Chelis czekanowskii

Scientific classification
- Kingdom: Animalia
- Phylum: Arthropoda
- Clade: Pancrustacea
- Class: Insecta
- Order: Lepidoptera
- Superfamily: Noctuoidea
- Family: Erebidae
- Subfamily: Arctiinae
- Genus: Chelis Grum-Grshimailo, 1900
- Species: C. czekanowskii
- Binomial name: Chelis czekanowskii (Grum-Grshimailo, 1900)
- Synonyms: Hyperborea czekanowskii Grum-Grshimailo, 1900 ; Hyperborea czecanousci Hampson, 1920 ;

= Chelis czekanowskii =

- Authority: (Grum-Grshimailo, 1900)
- Parent authority: Grum-Grshimailo, 1900

Species of moth

Chelis czekanowskii is a species of tiger moth in the family Erebidae.

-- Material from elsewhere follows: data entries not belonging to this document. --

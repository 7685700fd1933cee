//! 配線: 標準アダプタで App を組み立てる

use std::sync::Arc;
use std::time::Duration;

use common::adapter::{FileJsonLog, NoopLog, ReqwestTransport, StdClock, StdEnvResolver, StdFileSystem, StdKeyGenerator};
use common::config::ClientConfig;
use common::error::Error;
use common::http::ResourceClient;
use common::ports::outbound::{Clock, FileSystem, HttpTransport, KeyGenerator, Log};

use crate::store::SessionStore;
use crate::usecase::cards::CardQueries;
use crate::usecase::credits::CreditLedgerView;
use crate::usecase::drafts::DraftWorkflow;
use crate::usecase::mutation::MutationCoordinator;
use crate::usecase::profile::ProfileQueries;
use crate::usecase::recent::RecentSearches;
use crate::usecase::search::SearchSessionManager;
use crate::usecase::unlock::ContactUnlocker;
use crate::usecase::{Deps, Settings};

/// 認証済みセッション 1 つ分のユースケース一式
pub struct App {
    pub store: Arc<SessionStore>,
    pub log: Arc<dyn Log>,
    pub credits: CreditLedgerView,
    pub cards: CardQueries,
    pub mutations: MutationCoordinator,
    pub drafts: DraftWorkflow,
    pub search: SearchSessionManager,
    pub recent: RecentSearches,
    pub profiles: ProfileQueries,
    pub unlock: ContactUnlocker,
}

impl App {
    /// 同じ Deps（同じストア）を共有するユースケースを作る
    pub fn from_deps(deps: Deps) -> Self {
        Self {
            store: Arc::clone(&deps.store),
            log: Arc::clone(&deps.log),
            credits: CreditLedgerView::new(deps.clone()),
            cards: CardQueries::new(deps.clone()),
            mutations: MutationCoordinator::new(deps.clone()),
            drafts: DraftWorkflow::new(deps.clone()),
            search: SearchSessionManager::new(deps.clone()),
            recent: RecentSearches::new(deps.clone()),
            profiles: ProfileQueries::new(deps.clone()),
            unlock: ContactUnlocker::new(deps),
        }
    }

    /// ログアウト（ストアを空にする）
    pub fn logout(&self) {
        self.store.teardown();
    }
}

/// 設定ファイルと環境変数から ClientConfig を読む
pub fn load_config() -> Result<ClientConfig, Error> {
    ClientConfig::load(&StdFileSystem, &StdEnvResolver)
}

/// 任意の Transport / Clock / KeyGenerator / Log で Deps を組み立てる
pub fn deps_with(
    config: &ClientConfig,
    transport: Arc<dyn HttpTransport>,
    clock: Arc<dyn Clock>,
    keys: Arc<dyn KeyGenerator>,
    log: Arc<dyn Log>,
) -> Deps {
    let client = ResourceClient::new(transport, config.api_base_url.clone(), config.token.clone());
    Deps {
        client: Arc::new(client),
        store: Arc::new(SessionStore::new()),
        clock,
        keys,
        log,
        settings: Settings {
            page_size: config.page_size,
            credits_stale_ms: config.credits_stale_ms,
        },
    }
}

/// 配線: 標準アダプタで App を組み立てる
pub fn wire_people(config: &ClientConfig) -> Result<App, Error> {
    let fs: Arc<dyn FileSystem> = Arc::new(StdFileSystem);
    let clock: Arc<dyn Clock> = Arc::new(StdClock);
    let transport = Arc::new(ReqwestTransport::new(Duration::from_secs(
        config.request_timeout_secs,
    ))?);
    let keys = Arc::new(StdKeyGenerator::new(Arc::clone(&clock)));
    let log: Arc<dyn Log> = match &config.log_file {
        Some(path) => Arc::new(FileJsonLog::new(fs, path)),
        None => Arc::new(NoopLog),
    };
    Ok(App::from_deps(deps_with(config, transport, clock, keys, log)))
}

The females are brachypterous (have reduced wings). It is found in the Russian Far East (Nzhnyaya Tunguska river, northern Yakutia, Kolyma river, Koryakia, Chukotka, Kamchatka, Stanovoi, Udokan) and Alaska. The species was first described by Grigory Grum-Grshimailo in 1900.

The wingspan is about 37 mm.

This species was formerly a member of the genus Hyperborea, but was moved to Chelis along with the species of the genera Holoarctia and Neoarctia.